Anche in Germania se, come in Italia le donne con mansioni peggio pagate non lavorassero il gender pay gap sarebbe più basso. Un altro 3,1% è abbassato dal fattore educazione: le donne che lavorano sono più istruite degli uomini. Se lavorassero anche quelle con istruzione media pari a quella degli uomini il gender gap crescerebbe di quella percentuale.

Il ruolo del part time

Al contrario il gender gap è accresciuto dal fatto che sono le donne che scelgono, o sono costrette a scegliere il part time. Secondo questi calcoli ciò da solo spiegava il 3,6% del gender gap degli stipendi. E poi contano anche le attività economiche. Le donne sono più occupate in ambiti in cui gli stipendi sono inferiori, nel commercio, nell’istruzione, nel turismo. Sono meno presenti nell’industria, soprattutto a livelli elevati, nella finanza, nell’ICT, ovvero i settori con i salari maggiori. Questo spiegava nel 2014 un altro 6,5% del gender gap.

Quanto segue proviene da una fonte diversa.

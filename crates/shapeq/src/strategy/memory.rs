//! Array comparers that bypass per-element strategies.

use std::marker::PhantomData;

use crate::context::EqualityContext;
use crate::hash::{fold, hash_memory, MemoryRegion, SEED};
use crate::layout::{EquatableOps, RawView};

use super::EqualityStrategy;

/// Arrays of self-equatable elements.
///
/// Equality is slice equality over the element's own `Eq`, so it assumes
/// that contract is consistent with the element's `Hash`.
pub struct EquatableArrayComparer<C: 'static, E: 'static> {
    view: fn(&C) -> &[E],
    ops: EquatableOps<E>,
    _marker: PhantomData<fn(&C)>,
}

impl<C: 'static, E: 'static> EquatableArrayComparer<C, E> {
    pub fn new(view: fn(&C) -> &[E], ops: EquatableOps<E>) -> Self {
        Self {
            view,
            ops,
            _marker: PhantomData,
        }
    }
}

impl<C: 'static, E: 'static> EqualityStrategy<C> for EquatableArrayComparer<C, E> {
    #[inline]
    fn equals(&self, x: &C, y: &C, _cx: &mut EqualityContext) -> bool {
        let (x, y) = ((self.view)(x), (self.view)(y));
        x.len() == y.len() && self.ops.slices_equal(x, y)
    }

    fn hash(&self, x: &C, _cx: &mut EqualityContext) -> u64 {
        let items = (self.view)(x);
        let hash = items
            .iter()
            .fold(SEED, |hash, item| fold(hash, self.ops.hash(item)));
        fold(hash, items.len() as u64)
    }
}

/// Arrays of padding-free elements, compared and hashed as raw memory.
pub struct FixedLayoutArrayComparer<C: 'static, E: 'static> {
    view: fn(&C) -> &[E],
    raw: RawView<E>,
    _marker: PhantomData<fn(&C)>,
}

impl<C: 'static, E: 'static> FixedLayoutArrayComparer<C, E> {
    pub fn new(view: fn(&C) -> &[E], raw: RawView<E>) -> Self {
        Self {
            view,
            raw,
            _marker: PhantomData,
        }
    }

    fn region<'a>(&self, x: &'a C) -> (MemoryRegion<'a>, usize) {
        let items = (self.view)(x);
        (MemoryRegion::whole(self.raw.bytes(items)), items.len())
    }
}

impl<C: 'static, E: 'static> EqualityStrategy<C> for FixedLayoutArrayComparer<C, E> {
    #[inline]
    fn equals(&self, x: &C, y: &C, _cx: &mut EqualityContext) -> bool {
        let (x, x_len) = self.region(x);
        let (y, y_len) = self.region(y);
        x_len == y_len && x.same_contents(&y)
    }

    fn hash(&self, x: &C, _cx: &mut EqualityContext) -> u64 {
        let (region, len) = self.region(x);
        fold(region.hash(SEED), len as u64)
    }
}

/// Arrays of fieldless enums, compared over their underlying integers.
pub struct EnumArrayComparer<C: 'static, E: 'static> {
    view: fn(&C) -> &[E],
    raw: RawView<E>,
    width: usize,
    _marker: PhantomData<fn(&C)>,
}

impl<C: 'static, E: 'static> EnumArrayComparer<C, E> {
    /// `width` is the size in bytes of the enum's integer representation.
    pub fn new(view: fn(&C) -> &[E], raw: RawView<E>, width: usize) -> Self {
        Self {
            view,
            raw,
            width,
            _marker: PhantomData,
        }
    }
}

impl<C: 'static, E: 'static> EqualityStrategy<C> for EnumArrayComparer<C, E> {
    #[inline]
    fn equals(&self, x: &C, y: &C, _cx: &mut EqualityContext) -> bool {
        self.raw.bytes((self.view)(x)) == self.raw.bytes((self.view)(y))
    }

    fn hash(&self, x: &C, _cx: &mut EqualityContext) -> u64 {
        let bytes = self.raw.bytes((self.view)(x));
        hash_memory(bytes, fold(SEED, self.width as u64))
    }
}

#[cfg(test)]
mod tests {
    use pretty_assertions::assert_eq;

    use super::*;

    fn fixed() -> FixedLayoutArrayComparer<Vec<u32>, u32> {
        FixedLayoutArrayComparer::new(Vec::as_slice, RawView::of())
    }

    #[test]
    fn fixed_layout_compares_bytes() {
        let cmp = fixed();
        let mut cx = EqualityContext::new();
        assert!(cmp.equals(&vec![1, 2, 3], &vec![1, 2, 3], &mut cx));
        assert!(!cmp.equals(&vec![1, 2, 3], &vec![1, 2, 4], &mut cx));
        assert!(!cmp.equals(&vec![1, 2], &vec![1, 2, 0], &mut cx));
    }

    #[test]
    fn fixed_layout_hash_distinguishes_trailing_zeros() {
        let cmp = fixed();
        let mut cx = EqualityContext::new();
        assert_ne!(cmp.hash(&vec![], &mut cx), cmp.hash(&vec![0], &mut cx));
        assert_eq!(
            cmp.hash(&vec![7, 8, 9], &mut cx),
            cmp.hash(&vec![7, 8, 9], &mut cx)
        );
    }

    #[test]
    fn equatable_array_uses_element_contract() {
        let cmp = EquatableArrayComparer::<Vec<String>, String>::new(
            Vec::as_slice,
            EquatableOps::of(),
        );
        let mut cx = EqualityContext::new();
        let a = vec!["x".to_owned(), "y".to_owned()];
        let b = vec!["y".to_owned(), "x".to_owned()];
        assert!(cmp.equals(&a, &a.clone(), &mut cx));
        assert!(!cmp.equals(&a, &b, &mut cx));
        assert_ne!(cmp.hash(&a, &mut cx), cmp.hash(&b, &mut cx));
    }

    #[test]
    fn enum_array_width_feeds_hash() {
        let narrow = EnumArrayComparer::<Vec<u8>, u8>::new(Vec::as_slice, RawView::of(), 1);
        let wide = EnumArrayComparer::<Vec<u8>, u8>::new(Vec::as_slice, RawView::of(), 2);
        let mut cx = EqualityContext::new();
        assert!(narrow.equals(&vec![1, 2], &vec![1, 2], &mut cx));
        assert!(!narrow.equals(&vec![1, 2], &vec![2, 1], &mut cx));
        assert_ne!(
            narrow.hash(&vec![1, 2], &mut cx),
            wide.hash(&vec![1, 2], &mut cx)
        );
    }
}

Facendo tutti i calcoli risultava che prendendo in considerazione tutti questi fattori in realtà il vero gender pay gap era circa il doppio di quello ufficiale, e molto più alto di quello tedesco per esempio. Ora con la pandemia, che ha costretto molte più donne degli uomini a uscire dal mercato del lavoro è immaginabile che il gender gap sugli stipendi sia ulteriormente diminuito, essendo rimaste occupate quelle pagate meglio, più istruite, con contratto a tempo indeterminato. Ma non può certo essere consolante, né una buona notizia.